Perdonare, in primo luogo, non significa dirci che ciò che è accaduto in un determinato momento andava bene se non lo fosse.

Né significa “accettare” o riconciliarsi con la persona che ci ha fatto del male;

figuriamoci costringerci a provare vicinanza o misericordia nei suoi confronti.

La psicologia del perdono, infatti, ci offre le giuste strategie per consentirci di compiere i seguenti passi:

Supponiamo che le cose siano successe in questo modo in particolare.

Nulla di ciò che è accaduto in quel preciso momento del nostro passato può essere cambiato.

Pertanto, dobbiamo smettere di chiarire, perdere energia, umore e salute immaginando come avrebbero potuto essere le cose se avessimo agito diversamente, se avessimo fatto questo invece che altro.

Perdonare è imparare a “lasciarsi andare” per reinventare un nuovo “io” che assume il passato ma è visto con forza per trarre vantaggio dal presente.

La psicologia del perdono ci dice che non siamo obbligati a comprendere o accettare i valori o i pensieri di coloro che ci feriscono.

Perdonare non è offrire clemenza o cercare giustificazioni per ciò che soffriamo.

Non dobbiamo mai rinunciare alla nostra dignità.

Si tratta più di facilitare il lutto del risentimento , di rimuovere gli strati di rabbia , l’intensità della disperazione e quel blocco che ci impedisce di respirare …

Per questo, dobbiamo smettere di odiare coloro che ci feriscono.

D’altra parte, c’è un aspetto importante che di solito dimentichiamo.

Il perdono è la pietra angolare di ogni relazione, sia essa una coppia, un’amicizia, ecc.

Ricorda che non tutti vedono le cose nello stesso modo in cui lo facciamo noi;

In effetti, ci sono tante percezioni, approcci e opinioni quanti sono i giorni durante l’anno.

A volte, assumiamo determinate azioni come insulti o atti di disprezzo quando ciò che sta dietro è un semplice disaccordo o un malinteso.

Quindi, e per smettere di vedere tradimenti dove non ce ne sono, dobbiamo essere in grado di espandere il nostro senso di comprensione e la nostra capacità di perdono.

La ragione di ciò risiede nella convinzione che il perdono sia una forma di debolezza.

È un errore.
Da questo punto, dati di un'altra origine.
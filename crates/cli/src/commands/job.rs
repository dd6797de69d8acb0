// SPDX-License-Identifier: BUSL-1.1
// Copyright (c) 2026 Alfred Jean LLC

//! Job command handlers: add|list|show|rm (spec §6).

use anyhow::{anyhow, Result};
use clap::{Args, Subcommand};
use sqlx::SqlitePool;
use strmsync_core::{Job, JobId, JobOptions, JobStatus, MetadataMode, WatchMode};
use strmsync_queue::repo::jobs;

use crate::output::OutputFormat;
use crate::table::{Column, Table};

#[derive(Args)]
pub struct JobArgs {
    #[command(subcommand)]
    pub command: JobCommand,
}

#[derive(Subcommand)]
pub enum JobCommand {
    /// Define a new sync Job
    Add {
        /// Unique, human-readable name
        name: String,
        /// DataServer this Job reads from
        #[arg(long)]
        data_server: String,
        /// Source path relative to the DataServer
        #[arg(long)]
        source: String,
        /// Directory `.strm` files are written under
        #[arg(long)]
        target: String,
        /// Cron expression; omit to leave the Job schedule-less (run manually)
        #[arg(long)]
        cron: Option<String>,
        /// Media file extensions to include, e.g. --media-ext mkv --media-ext mp4
        #[arg(long = "media-ext")]
        media_exts: Vec<String>,
        /// Replicate metadata sidecars by copying bytes through the driver
        #[arg(long)]
        copy_meta: bool,
        /// Watch the DataServer's API instead of its local listing
        #[arg(long)]
        api_mode: bool,
    },
    /// List all Jobs
    List {},
    /// Show one Job's full configuration
    Show {
        /// Job name or id
        name: String,
    },
    /// Remove a Job
    Rm {
        /// Job name or id
        name: String,
    },
}

pub async fn handle(command: JobCommand, pool: &SqlitePool, format: OutputFormat) -> Result<()> {
    match command {
        JobCommand::Add { name, data_server, source, target, cron, media_exts, copy_meta, api_mode } => {
            let options = JobOptions {
                media_exts,
                metadata_mode: if copy_meta { MetadataMode::Copy } else { MetadataMode::None },
                ..JobOptions::default()
            };
            let now = chrono::Utc::now();
            let job = Job {
                id: JobId::new(uuid::Uuid::new_v4().to_string()),
                name: name.clone(),
                enabled: true,
                cron,
                watch_mode: if api_mode { WatchMode::Api } else { WatchMode::Local },
                source_path: source,
                remote_root: None,
                target_path: target,
                strm_path: None,
                data_server_id: strmsync_core::DataServerId::new(data_server),
                media_server_id: None,
                options,
                last_run_at: None,
                status: JobStatus::Idle,
                created_at: now,
                updated_at: now,
            };
            jobs::insert(pool, &job).await?;
            println!("created job {} ({})", job.name, job.id);
            Ok(())
        }
        JobCommand::List {} => list(pool, format).await,
        JobCommand::Show { name } => show(pool, &name, format).await,
        JobCommand::Rm { name } => {
            let job = resolve(pool, &name).await?;
            jobs::delete(pool, job.id.as_str()).await?;
            println!("removed job {}", job.name);
            Ok(())
        }
    }
}

async fn resolve(pool: &SqlitePool, name: &str) -> Result<Job> {
    if let Ok(job) = jobs::get_by_name(pool, name).await {
        return Ok(job);
    }
    jobs::get(pool, name).await.map_err(|_| anyhow!("no such job: {name}"))
}

async fn list(pool: &SqlitePool, format: OutputFormat) -> Result<()> {
    let jobs = jobs::list(pool).await?;
    match format {
        OutputFormat::Json => println!("{}", serde_json::to_string_pretty(&jobs)?),
        OutputFormat::Text => {
            let mut table = Table::plain(vec![
                Column::left("NAME"),
                Column::left("ENABLED"),
                Column::left("CRON"),
                Column::left("STATUS"),
                Column::left("LAST RUN"),
            ]);
            for job in &jobs {
                table.row(vec![
                    job.name.clone(),
                    job.enabled.to_string(),
                    job.cron.clone().unwrap_or_else(|| "-".into()),
                    format!("{:?}", job.status),
                    job.last_run_at.map(|t| t.to_rfc3339()).unwrap_or_else(|| "-".into()),
                ]);
            }
            table.render(&mut std::io::stdout());
        }
    }
    Ok(())
}

async fn show(pool: &SqlitePool, name: &str, format: OutputFormat) -> Result<()> {
    let job = resolve(pool, name).await?;
    match format {
        OutputFormat::Json => println!("{}", serde_json::to_string_pretty(&job)?),
        OutputFormat::Text => {
            println!("id:            {}", job.id);
            println!("name:          {}", job.name);
            println!("enabled:       {}", job.enabled);
            println!("cron:          {}", job.cron.as_deref().unwrap_or("-"));
            println!("watch_mode:    {:?}", job.watch_mode);
            println!("data_server:   {}", job.data_server_id);
            println!("source_path:   {}", job.source_path);
            println!("target_path:   {}", job.target_path);
            println!("status:        {:?}", job.status);
            println!("media_exts:    {}", job.options.media_exts.join(","));
            println!("metadata_mode: {:?}", job.options.metadata_mode);
        }
    }
    Ok(())
}

#[cfg(test)]
mod tests {
    use super::*;
    use strmsync_core::{DataServer, DataServerKind, DataServerOptions};

    async fn seed_data_server(pool: &SqlitePool) -> strmsync_core::DataServerId {
        let server = DataServer {
            id: strmsync_core::DataServerId::new("ds1"),
            name: "local-disk".into(),
            kind: DataServerKind::Local,
            host: "localhost".into(),
            port: 0,
            credential: None,
            enabled: true,
            options: DataServerOptions::default(),
            uid: DataServer::compute_uid(DataServerKind::Local, "localhost", 0, "local-disk"),
        };
        strmsync_queue::repo::data_servers::insert(pool, &server).await.unwrap();
        server.id
    }

    #[tokio::test]
    async fn add_list_show_rm_roundtrips() {
        let pool = strmsync_queue::pool::connect_in_memory().await.unwrap();
        let data_server = seed_data_server(&pool).await;

        handle(
            JobCommand::Add {
                name: "movies".into(),
                data_server: data_server.to_string(),
                source: "/media/movies".into(),
                target: "/strm/movies".into(),
                cron: Some("0 */15 * * * *".into()),
                media_exts: vec!["mkv".into()],
                copy_meta: true,
                api_mode: false,
            },
            &pool,
            OutputFormat::Json,
        )
        .await
        .unwrap();

        let listed = jobs::list(&pool).await.unwrap();
        assert_eq!(listed.len(), 1);
        assert_eq!(listed[0].name, "movies");

        let shown = resolve(&pool, "movies").await.unwrap();
        assert_eq!(shown.options.metadata_mode, MetadataMode::Copy);

        handle(JobCommand::Rm { name: "movies".into() }, &pool, OutputFormat::Text).await.unwrap();
        assert!(jobs::list(&pool).await.unwrap().is_empty());
    }

    #[tokio::test]
    async fn resolve_unknown_job_errors() {
        let pool = strmsync_queue::pool::connect_in_memory().await.unwrap();
        assert!(resolve(&pool, "nope").await.is_err());
    }
}
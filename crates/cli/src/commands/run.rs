// SPDX-License-Identifier: BUSL-1.1
// Copyright (c) 2026 Alfred Jean LLC

//! `strmsync run` — manually enqueue a Job at high priority (spec §6).

use anyhow::{anyhow, Result};
use clap::Args;
use sqlx::SqlitePool;
use strmsync_core::Priority;
use strmsync_queue::repo::jobs;
use strmsync_queue::{EnqueueRequest, Queue};

#[derive(Args)]
pub struct RunArgs {
    /// Job name or id
    pub job: String,
}

pub async fn handle(args: RunArgs, pool: &SqlitePool) -> Result<()> {
    let job = match jobs::get_by_name(pool, &args.job).await {
        Ok(job) => job,
        Err(_) => jobs::get(pool, &args.job).await.map_err(|_| anyhow!("no such job: {}", args.job))?,
    };

    let queue = Queue::new(pool.clone());
    let dedup_key = format!("manual:{}:{}", job.id, uuid::Uuid::new_v4());
    let run = queue
        .enqueue(EnqueueRequest {
            job_id: job.id.clone(),
            dedup_key,
            priority: Priority::High,
            max_attempts: 5,
            available_at: None,
            payload: None,
        })
        .await?;
    println!("enqueued task run {} for job {}", run.id, job.name);
    Ok(())
}
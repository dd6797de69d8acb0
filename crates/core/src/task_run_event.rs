// SPDX-License-Identifier: BUSL-1.1
// Copyright (c) 2026 Alfred Jean LLC

//! TaskRunEvent: an append-only per-file audit entry (spec §3).

use crate::ids::{JobId, TaskRunEventId, TaskRunId};
use chrono::{DateTime, Utc};
use serde::{Deserialize, Serialize};

#[derive(Debug, Clone, Copy, PartialEq, Eq, Serialize, Deserialize)]
#[serde(rename_all = "snake_case")]
pub enum EventKind {
    Strm,
    Meta,
}

#[derive(Debug, Clone, Copy, PartialEq, Eq, Serialize, Deserialize)]
#[serde(rename_all = "snake_case")]
pub enum EventOp {
    Create,
    Update,
    Delete,
    Copy,
    Skip,
}

#[derive(Debug, Clone, Copy, PartialEq, Eq, Serialize, Deserialize)]
#[serde(rename_all = "snake_case")]
pub enum EventStatus {
    Success,
    Failed,
    Skipped,
}

#[derive(Debug, Clone, Serialize, Deserialize)]
pub struct TaskRunEvent {
    pub id: TaskRunEventId,
    pub task_run_id: TaskRunId,
    pub job_id: JobId,
    pub kind: EventKind,
    pub op: EventOp,
    pub status: EventStatus,
    pub source_path: String,
    pub target_path: String,
    pub error_message: Option<String>,
    pub created_at: DateTime<Utc>,
}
Una delle migliori idee che la psicologia del perdono ci dà è che farlo, fare il passo, oltre a permetterci di andare più liberamente nel nostro presente.

Ci dà l’opportunità di integrare nuovi valori e strategie nel nostro essere per affrontare qualsiasi fonte. di stress e ansia.

Perché perdonare e riciclare i risentimenti nelle libertà è un atto di coraggio e forza.

Perdonare non è dimenticare, è imparare a pensare meglio comprendendo che non siamo obbligati a facilitare una riconciliazione.

Ma ad accettare ciò che è accaduto senza sentirci “deboli” facendo quel passo.

Perdonare è liberarci da molti pesi che non meritiamo di portare per la vita.